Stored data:
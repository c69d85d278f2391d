//! Discover test files under the root directory.
//!
//! Each include pattern is walked on the blocking pool from its literal base directory (`tests/**/*.js` only walks
//! `tests/`). Excluded directories are pruned, excluded files skipped. The per-pattern results are merged,
//! de-duplicated and sorted so overlapping patterns never produce the same job twice.

use std::path::{Path, PathBuf};

use globset::{GlobBuilder, GlobMatcher, GlobSet, GlobSetBuilder};
use qutest_core::merge;
use walkdir::WalkDir;

use crate::cli::test_interfaces::DiscoveryError;

/// Find test files.
///
/// ## Parameters
/// - `root`: directory patterns are relative to.
/// - `include`: globs selecting files.
/// - `exclude`: globs removing files, or whole directories when they match one.
///
/// ## Returns
/// - (`Vec<String>`): sorted, unique, root-relative paths using `/` separators.
pub async fn discover(root: &Path, include: &[String], exclude: &[String]) -> Result<Vec<String>, DiscoveryError> {
    std::fs::metadata(root).map_err(|source| DiscoveryError::Root {
        path: root.to_path_buf(),
        source,
    })?;

    let excludes = build_set(exclude)?;
    let mut walks = tokio::task::JoinSet::new();
    for pattern in include {
        let matcher = compile("include", pattern)?;
        let base = literal_base(pattern);
        let root = root.to_path_buf();
        let excludes = excludes.clone();
        walks.spawn_blocking(move || walk_pattern(&root, &base, &matcher, &excludes));
    }

    let mut per_pattern = Vec::with_capacity(include.len());
    while let Some(joined) = walks.join_next().await {
        per_pattern.push(joined??);
    }

    let mut paths = merge(per_pattern);
    paths.sort();
    paths.dedup();
    tracing::debug!(count = paths.len(), "discovered test files");
    Ok(paths)
}

fn compile(kind: &'static str, pattern: &str) -> Result<GlobMatcher, DiscoveryError> {
    glob(kind, pattern).map(|g| g.compile_matcher())
}

fn glob(kind: &'static str, pattern: &str) -> Result<globset::Glob, DiscoveryError> {
    GlobBuilder::new(&normalize(pattern))
        .literal_separator(true)
        .build()
        .map_err(|source| DiscoveryError::InvalidPattern {
            kind,
            pattern: pattern.to_string(),
            source,
        })
}

/// Compile exclude patterns into one set.
pub(crate) fn build_set(patterns: &[String]) -> Result<GlobSet, DiscoveryError> {
    let mut builder = GlobSetBuilder::new();
    for pattern in patterns {
        builder.add(glob("exclude", pattern)?);
    }
    builder.build().map_err(|source| DiscoveryError::InvalidPattern {
        kind: "exclude",
        pattern: patterns.join(", "),
        source,
    })
}

fn normalize(pattern: &str) -> String {
    let pattern = pattern.replace('\\', "/");
    pattern.strip_prefix("./").unwrap_or(&pattern).to_string()
}

/// The leading directories of a pattern that contain no glob syntax.
fn literal_base(pattern: &str) -> PathBuf {
    let pattern = normalize(pattern);
    let components: Vec<&str> = pattern.split('/').collect();
    let mut base = PathBuf::new();
    // The last component names files, so it never becomes part of the base.
    for component in &components[..components.len().saturating_sub(1)] {
        if component.contains(['*', '?', '[', '{']) {
            break;
        }
        base.push(component);
    }
    base
}

fn walk_pattern(
    root: &Path,
    base: &Path,
    matcher: &GlobMatcher,
    excludes: &GlobSet,
) -> Result<Vec<String>, DiscoveryError> {
    let start = root.join(base);
    if !start.exists() {
        return Ok(Vec::new());
    }

    let walker = WalkDir::new(&start)
        .follow_links(true)
        .into_iter()
        .filter_entry(|entry| match relative(root, entry.path()) {
            Some(rel) => rel.is_empty() || !excludes.is_match(&rel),
            None => true,
        });

    let mut matches = Vec::new();
    for entry in walker {
        let entry = entry?;
        if !entry.file_type().is_file() {
            continue;
        }
        let Some(rel) = relative(root, entry.path()) else {
            continue;
        };
        if matcher.is_match(&rel) {
            matches.push(rel);
        }
    }
    Ok(matches)
}

/// `path` relative to `root`, with `/` separators.
pub(crate) fn relative(root: &Path, path: &Path) -> Option<String> {
    let rel = path.strip_prefix(root).ok()?;
    let parts: Vec<_> = rel.components().map(|c| c.as_os_str().to_string_lossy()).collect();
    Some(parts.join("/"))
}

Problem to work on: Every entry above must be reproduced word for word.

Worked solution:
repository c69d85d278f2391d
//! Discover test files under the root directory.
//!
//! Each include pattern is walked on the blocking pool from its literal base directory (`tests/**/*.js` only walks
//! `tests/`). Excluded directories are pruned, excluded files skipped. The per-pattern results are merged,
//! de-duplicated and sorted so overlapping patterns never produce the same job twice.

use std::path::{Path, PathBuf};

use globset::{GlobBuilder, GlobMatcher, GlobSet, GlobSetBuilder};
use qutest_core::merge;
use walkdir::WalkDir;

use crate::cli::test_interfaces::DiscoveryError;

/// Find test files.
///
/// ## Parameters
/// - `root`: directory patterns are relative to.
/// - `include`: globs selecting files.
/// - `exclude`: globs removing files, or whole directories when they match one.
///
/// ## Returns
/// - (`Vec<String>`): sorted, unique, root-relative paths using `/` separators.
pub async fn discover(root: &Path, include: &[String], exclude: &[String]) -> Result<Vec<String>, DiscoveryError> {
    std::fs::metadata(root).map_err(|source| DiscoveryError::Root {
        path: root.to_path_buf(),
        source,
    })?;

    let excludes = build_set(exclude)?;
    let mut walks = tokio::task::JoinSet::new();
    for pattern in include {
        let matcher = compile("include", pattern)?;
        let base = literal_base(pattern);
        let root = root.to_path_buf();
        let excludes = excludes.clone();
        walks.spawn_blocking(move || walk_pattern(&root, &base, &matcher, &excludes));
    }

    let mut per_pattern = Vec::with_capacity(include.len());
    while let Some(joined) = walks.join_next().await {
        per_pattern.push(joined??);
    }

    let mut paths = merge(per_pattern);
    paths.sort();
    paths.dedup();
    tracing::debug!(count = paths.len(), "discovered test files");
    Ok(paths)
}

fn compile(kind: &'static str, pattern: &str) -> Result<GlobMatcher, DiscoveryError> {
    glob(kind, pattern).map(|g| g.compile_matcher())
}

fn glob(kind: &'static str, pattern: &str) -> Result<globset::Glob, DiscoveryError> {
    GlobBuilder::new(&normalize(pattern))
        .literal_separator(true)
        .build()
        .map_err(|source| DiscoveryError::InvalidPattern {
            kind,
            pattern: pattern.to_string(),
            source,
        })
}

/// Compile exclude patterns into one set.
pub(crate) fn build_set(patterns: &[String]) -> Result<GlobSet, DiscoveryError> {
    let mut builder = GlobSetBuilder::new();
    for pattern in patterns {
        builder.add(glob("exclude", pattern)?);
    }
    builder.build().map_err(|source| DiscoveryError::InvalidPattern {
        kind: "exclude",
        pattern: patterns.join(", "),
        source,
    })
}

fn normalize(pattern: &str) -> String {
    let pattern = pattern.replace('\\', "/");
    pattern.strip_prefix("./").unwrap_or(&pattern).to_string()
}

/// The leading directories of a pattern that contain no glob syntax.
fn literal_base(pattern: &str) -> PathBuf {
    let pattern = normalize(pattern);
    let components: Vec<&str> = pattern.split('/').collect();
    let mut base = PathBuf::new();
    // The last component names files, so it never becomes part of the base.
    for component in &components[..components.len().saturating_sub(1)] {
        if component.contains(['*', '?', '[', '{']) {
            break;
        }
        base.push(component);
    }
    base
}

fn walk_pattern(
    root: &Path,
    base: &Path,
    matcher: &GlobMatcher,
    excludes: &GlobSet,
) -> Result<Vec<String>, DiscoveryError> {
    let start = root.join(base);
    if !start.exists() {
        return Ok(Vec::new());
    }

    let walker = WalkDir::new(&start)
        .follow_links(true)
        .into_iter()
        .filter_entry(|entry| match relative(root, entry.path()) {
            Some(rel) => rel.is_empty() || !excludes.is_match(&rel),
            None => true,
        });

    let mut matches = Vec::new();
    for entry in walker {
        let entry = entry?;
        if !entry.file_type().is_file() {
            continue;
        }
        let Some(rel) = relative(root, entry.path()) else {
            continue;
        };
        if matcher.is_match(&rel) {
            matches.push(rel);
        }
    }
    Ok(matches)
}

/// `path` relative to `root`, with `/` separators.
pub(crate) fn relative(root: &Path, path: &Path) -> Option<String> {
    let rel = path.strip_prefix(root).ok()?;
    let parts: Vec<_> = rel.components().map(|c| c.as_os_str().to_string_lossy()).collect();
    Some(parts.join("/"))
}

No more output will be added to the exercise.